- [Record extracts]
//! Store policy commands.
//!
//! # Usage
//!
//! ```bash
//! # Write the policy row from MARKET_POLICY_* defaults if it is missing
//! lm-cli policy init
//!
//! # Print the stored policy as JSON
//! lm-cli policy show
//! ```

use local_market_server::services::StoreConfigService;

use super::{CliError, connect};

/// Create the policy row from the configured defaults, if absent.
///
/// # Errors
///
/// Returns an error if configuration or the database fails.
pub async fn init() -> Result<(), CliError> {
    let state = connect().await?;
    let policy = StoreConfigService::new(&state).policy().await?;

    tracing::info!(
        open = %policy.open_time,
        close = %policy.close_time,
        cutoff = %policy.same_day_cutoff_time,
        reservation_days = policy.allow_reservation_days,
        "Store policy ready"
    );
    Ok(())
}

/// Print the stored policy.
///
/// # Errors
///
/// Returns an error if configuration or the database fails.
pub async fn show() -> Result<(), CliError> {
    let state = connect().await?;
    let policy = StoreConfigService::new(&state).policy().await?;

    #[allow(clippy::print_stdout)]
    {
        println!("{}", serde_json::to_string_pretty(&policy)?);
    }
    Ok(())
}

- [Aim of the exercise] Print the data word for word.

- [Answer to this exercise]
//! Store policy commands.
//!
//! # Usage
//!
//! ```bash
//! # Write the policy row from MARKET_POLICY_* defaults if it is missing
//! lm-cli policy init
//!
//! # Print the stored policy as JSON
//! lm-cli policy show
//! ```

use local_market_server::services::StoreConfigService;

use super::{CliError, connect};

/// Create the policy row from the configured defaults, if absent.
///
/// # Errors
///
/// Returns an error if configuration or the database fails.
pub async fn init() -> Result<(), CliError> {
    let state = connect().await?;
    let policy = StoreConfigService::new(&state).policy().await?;

    tracing::info!(
        open = %policy.open_time,
        close = %policy.close_time,
        cutoff = %policy.same_day_cutoff_time,
        reservation_days = policy.allow_reservation_days,
        "Store policy ready"
    );
    Ok(())
}

/// Print the stored policy.
///
/// # Errors
///
/// Returns an error if configuration or the database fails.
pub async fn show() -> Result<(), CliError> {
    let state = connect().await?;
    let policy = StoreConfigService::new(&state).policy().await?;

    #[allow(clippy::print_stdout)]
    {
        println!("{}", serde_json::to_string_pretty(&policy)?);
    }
    Ok(())
}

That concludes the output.